A common usage of LDAP is to provide a quot;single sign onquot; where one password for a user is shared between many services, such as applying a company login code to web pages (so that staff log in only once to company computers, and then are automatically logged into the company intranet).

The Lightweight Directory Access Protocol is an open, vendor-neutral, industry standard application protocol for accessing and maintaining distributed directory information services over an Internet Protocol (IP) network. Directory services play an important role in developing intranet and Internet applications by allowing the sharing of information about users, systems, networks, services, and applications throughout the network. As examples, directory services may provide any organized set of records, often with a hierarchical structure, such as a corporate email directory. Similarly, a telephone directory is a list of subscribers with an address and a phone number.

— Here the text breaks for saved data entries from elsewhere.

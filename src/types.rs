//! Fundamental types used by this crate.

use serde::{Deserialize, Serialize};
use std::fmt;

/// Part-of-speech tag from a closed, Penn-Treebank-equivalent tagset.
///
/// Only the tags the correction rules dispatch on get a named variant;
/// everything else is carried through verbatim in [`Tag::Other`] so that an
/// unhandled tag is visible instead of silently compared as a string.
#[derive(Debug, Clone, PartialEq, Eq, Hash, Serialize, Deserialize)]
pub enum Tag {
    /// `NN`
    SingularNoun,
    /// `NNS`
    PluralNoun,
    /// `NNP`
    ProperNoun,
    /// `NNPS`
    ProperNounPlural,
    /// `PRP`
    Pronoun,
    /// `VB`
    BaseVerb,
    /// `VBP` (present, non-3rd-person-singular)
    PresentVerb,
    /// `VBZ` (present, 3rd-person-singular)
    PresentThirdVerb,
    /// `VBD`
    PastVerb,
    /// `VBN`
    PastParticiple,
    /// `VBG`
    Gerund,
    /// `DT`
    Determiner,
    /// Any tag the rules do not dispatch on.
    Other(String),
}

impl Tag {
    /// Parses a Penn Treebank tag string.
    pub fn from_penn(tag: &str) -> Self {
        match tag {
            "NN" => Tag::SingularNoun,
            "NNS" => Tag::PluralNoun,
            "NNP" => Tag::ProperNoun,
            "NNPS" => Tag::ProperNounPlural,
            "PRP" => Tag::Pronoun,
            "VB" => Tag::BaseVerb,
            "VBP" => Tag::PresentVerb,
            "VBZ" => Tag::PresentThirdVerb,
            "VBD" => Tag::PastVerb,
            "VBN" => Tag::PastParticiple,
            "VBG" => Tag::Gerund,
            "DT" => Tag::Determiner,
            other => Tag::Other(other.to_string()),
        }
    }

    /// The Penn Treebank spelling of this tag.
    pub fn as_penn(&self) -> &str {
        match self {
            Tag::SingularNoun => "NN",
            Tag::PluralNoun => "NNS",
            Tag::ProperNoun => "NNP",
            Tag::ProperNounPlural => "NNPS",
            Tag::Pronoun => "PRP",
            Tag::BaseVerb => "VB",
            Tag::PresentVerb => "VBP",
            Tag::PresentThirdVerb => "VBZ",
            Tag::PastVerb => "VBD",
            Tag::PastParticiple => "VBN",
            Tag::Gerund => "VBG",
            Tag::Determiner => "DT",
            Tag::Other(tag) => tag.as_str(),
        }
    }

    pub fn is_verb(&self) -> bool {
        matches!(
            self,
            Tag::BaseVerb
                | Tag::PresentVerb
                | Tag::PresentThirdVerb
                | Tag::PastVerb
                | Tag::PastParticiple
                | Tag::Gerund
        )
    }

    pub fn is_noun(&self) -> bool {
        matches!(
            self,
            Tag::SingularNoun | Tag::PluralNoun | Tag::ProperNoun | Tag::ProperNounPlural
        )
    }
}

impl fmt::Display for Tag {
    fn fmt(&self, f: &mut fmt::Formatter<'_>) -> fmt::Result {
        f.write_str(self.as_penn())
    }
}

/// Label of a dependency edge from a token to its syntactic head.
#[derive(Debug, Clone, PartialEq, Eq, Serialize, Deserialize)]
pub enum Relation {
    /// Nominal subject of the head verb.
    Subject,
    Other(String),
}

/// A labeled dependency edge. `head` is an index into the sentence's tokens.
#[derive(Debug, Clone, PartialEq, Eq, Serialize, Deserialize)]
pub struct Dependency {
    pub relation: Relation,
    pub head: usize,
}

/// Coarse entity category assigned by the named-entity recognizer.
#[derive(Debug, Clone, PartialEq, Eq, Serialize, Deserialize)]
pub enum Entity {
    Person,
    Organization,
    GeoPolitical,
    Location,
    Product,
    Event,
    Other(String),
}

/// A single annotated token of one sentence.
///
/// `char_span` refers to the *original* sentence the token was produced
/// from and is never re-based after a correction.
#[derive(Debug, Clone, PartialEq, Serialize, Deserialize)]
pub struct Token {
    pub text: String,
    pub tag: Tag,
    pub lemma: Option<String>,
    pub dependency: Option<Dependency>,
    pub entity: Option<Entity>,
    /// Char start (inclusive) and end (exclusive) offset in the sentence.
    pub char_span: (usize, usize),
}

impl Token {
    pub fn new<S: Into<String>>(text: S, tag: Tag, char_span: (usize, usize)) -> Self {
        Token {
            text: text.into(),
            tag,
            lemma: None,
            dependency: None,
            entity: None,
            char_span,
        }
    }

    pub fn with_lemma<S: Into<String>>(mut self, lemma: S) -> Self {
        self.lemma = Some(lemma.into());
        self
    }

    pub fn with_dependency(mut self, relation: Relation, head: usize) -> Self {
        self.dependency = Some(Dependency { relation, head });
        self
    }

    pub fn with_entity(mut self, entity: Entity) -> Self {
        self.entity = Some(entity);
        self
    }

    /// The lemma if the annotator provided one, the surface text otherwise.
    pub fn lemma_or_text(&self) -> &str {
        self.lemma.as_deref().unwrap_or(&self.text)
    }
}

impl AsRef<str> for Token {
    fn as_ref(&self) -> &str {
        &self.text
    }
}

/// A change to one token proposed by a transform stage.
///
/// A stage proposes at most one correction per token. When several stages
/// target the same token, the stage that runs later overwrites the earlier
/// result (see [`merge`][crate::transform::merge]).
#[derive(Debug, Clone, PartialEq, Serialize, Deserialize)]
pub struct Correction {
    /// Index of the targeted token.
    pub index: usize,
    /// New surface text, if the text changes.
    pub replacement: Option<String>,
    /// New tag, if the tag changes.
    pub retag: Option<Tag>,
}

impl Correction {
    pub fn replace<S: Into<String>>(index: usize, replacement: S) -> Self {
        Correction {
            index,
            replacement: Some(replacement.into()),
            retag: None,
        }
    }

    pub fn replace_and_retag<S: Into<String>>(index: usize, replacement: S, tag: Tag) -> Self {
        Correction {
            index,
            replacement: Some(replacement.into()),
            retag: Some(tag),
        }
    }

    pub fn retag(index: usize, tag: Tag) -> Self {
        Correction {
            index,
            replacement: None,
            retag: Some(tag),
        }
    }
}

/// Audit record of one correction in the offset-preserving pipeline.
#[derive(Debug, Clone, PartialEq, Serialize, Deserialize)]
pub struct AppliedCorrection {
    /// Name of the stage the correction came from.
    pub source: String,
    /// Surface text being replaced.
    pub original: String,
    /// Replacement text.
    pub replacement: String,
    /// Start char offset (inclusive) into the original sentence.
    pub start: usize,
    /// End char offset (exclusive) into the original sentence.
    pub end: usize,
}
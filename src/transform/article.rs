//! Article ("a"/"an") agreement with the following word.

use super::Transform;
use crate::lexicon::Lexicon;
use crate::types::{Correction, Token};
use crate::utils::starts_with_vowel;
use itertools::Itertools;

/// Chooses between "a" and "an" based on the first letter of the next
/// token. Purely token-adjacent: the neighbor does not have to be the
/// article's grammatical head. A determiner with no following token is
/// left unchanged.
#[derive(Debug, Clone, Copy, Default)]
pub struct ArticleAgreement;

impl Transform for ArticleAgreement {
    fn name(&self) -> &'static str {
        "article-agreement"
    }

    fn corrections(&self, tokens: &[Token], _lexicon: &Lexicon) -> Vec<Correction> {
        tokens
            .iter()
            .tuple_windows()
            .enumerate()
            .filter_map(|(i, (article, next)): (usize, (&Token, &Token))| {
                let vowel = starts_with_vowel(&next.text);
                match article.text.to_lowercase().as_str() {
                    "a" if vowel => Some(Correction::replace(i, "an")),
                    "an" if !vowel && next.text.chars().next().is_some() => {
                        Some(Correction::replace(i, "a"))
                    }
                    _ => None,
                }
            })
            .collect()
    }
}
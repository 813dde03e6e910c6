//! Offset-preserving application of corrections to a sentence.
//!
//! Offsets always refer to the original sentence, so corrections are
//! validated against an occupancy mask in proposal order and then patched
//! in from right to left; spans never drift, whatever the replacement
//! lengths are.

use log::warn;
use serde::{Deserialize, Serialize};

use crate::types::AppliedCorrection;

/// Why a proposed correction was not applied.
#[derive(Debug, Clone, Copy, PartialEq, Eq, Serialize, Deserialize)]
pub enum DropReason {
    /// The recorded span does not match the original text at apply time.
    MalformedOffset,
    /// The span overlaps a correction applied earlier in transform order.
    Overlap,
}

/// A correction rejected by [`apply_corrections`], kept for reporting.
#[derive(Debug, Clone, PartialEq, Serialize, Deserialize)]
pub struct DroppedCorrection {
    pub correction: AppliedCorrection,
    pub reason: DropReason,
}

/// Result of patching one sentence.
#[derive(Debug, Clone, PartialEq)]
pub struct Outcome {
    pub text: String,
    pub applied: Vec<AppliedCorrection>,
    pub dropped: Vec<DroppedCorrection>,
}

/// Patches `sentence` with the given corrections.
///
/// Corrections are considered in the order given (transform-execution
/// order). One that no longer matches the original text is dropped as
/// [`DropReason::MalformedOffset`]; one that overlaps an already accepted
/// span is dropped as [`DropReason::Overlap`]. A dropped correction never
/// aborts the rest.
pub fn apply_corrections(sentence: &str, corrections: Vec<AppliedCorrection>) -> Outcome {
    let chars: Vec<char> = sentence.chars().collect();
    let mut occupied = vec![false; chars.len()];

    let mut applied = Vec::new();
    let mut dropped = Vec::new();

    for correction in corrections {
        let matches_original = correction.start <= correction.end
            && correction.end <= chars.len()
            && chars[correction.start..correction.end]
                .iter()
                .copied()
                .eq(correction.original.chars());

        if !matches_original {
            warn!(
                "dropping {} correction {:?} -> {:?}: span {}..{} does not match the sentence",
                correction.source,
                correction.original,
                correction.replacement,
                correction.start,
                correction.end
            );
            dropped.push(DroppedCorrection {
                correction,
                reason: DropReason::MalformedOffset,
            });
            continue;
        }

        if occupied[correction.start..correction.end].iter().any(|x| *x) {
            warn!(
                "dropping {} correction {:?} -> {:?}: span {}..{} overlaps an earlier correction",
                correction.source,
                correction.original,
                correction.replacement,
                correction.start,
                correction.end
            );
            dropped.push(DroppedCorrection {
                correction,
                reason: DropReason::Overlap,
            });
            continue;
        }

        occupied[correction.start..correction.end]
            .iter_mut()
            .for_each(|x| *x = true);
        applied.push(correction);
    }

    // patch right to left so earlier spans stay valid
    let mut chars = chars;
    let mut by_offset: Vec<&AppliedCorrection> = applied.iter().collect();
    by_offset.sort_by(|a, b| b.start.cmp(&a.start));

    for correction in by_offset {
        chars.splice(
            correction.start..correction.end,
            correction.replacement.chars(),
        );
    }

    Outcome {
        text: chars.into_iter().collect(),
        applied,
        dropped,
    }
}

Question No: 933 – (Topic 5)

Which of the following authentication services should be replaced with a more secure alternative?

  1. RADIUS

  2. TACACS

  3. TACACS

  4. XTACACS

Answer: B Explanation:

Terminal Access Controller Access-Control System (TACACS) is less secure than XTACACS, which is a proprietary extension of TACACS, and less secure than TACACS , which replaced TACACS and XTACACS.

Question No: 934 – (Topic 5)

Which of the following authentication services uses a ticket granting system to provide access?

  1. RADIUS

  2. LDAP

  3. TACACS

  4. Kerberos

Answer: D Explanation:

The basic process of Kerberos authentication is as follows: The subject provides logon credentials.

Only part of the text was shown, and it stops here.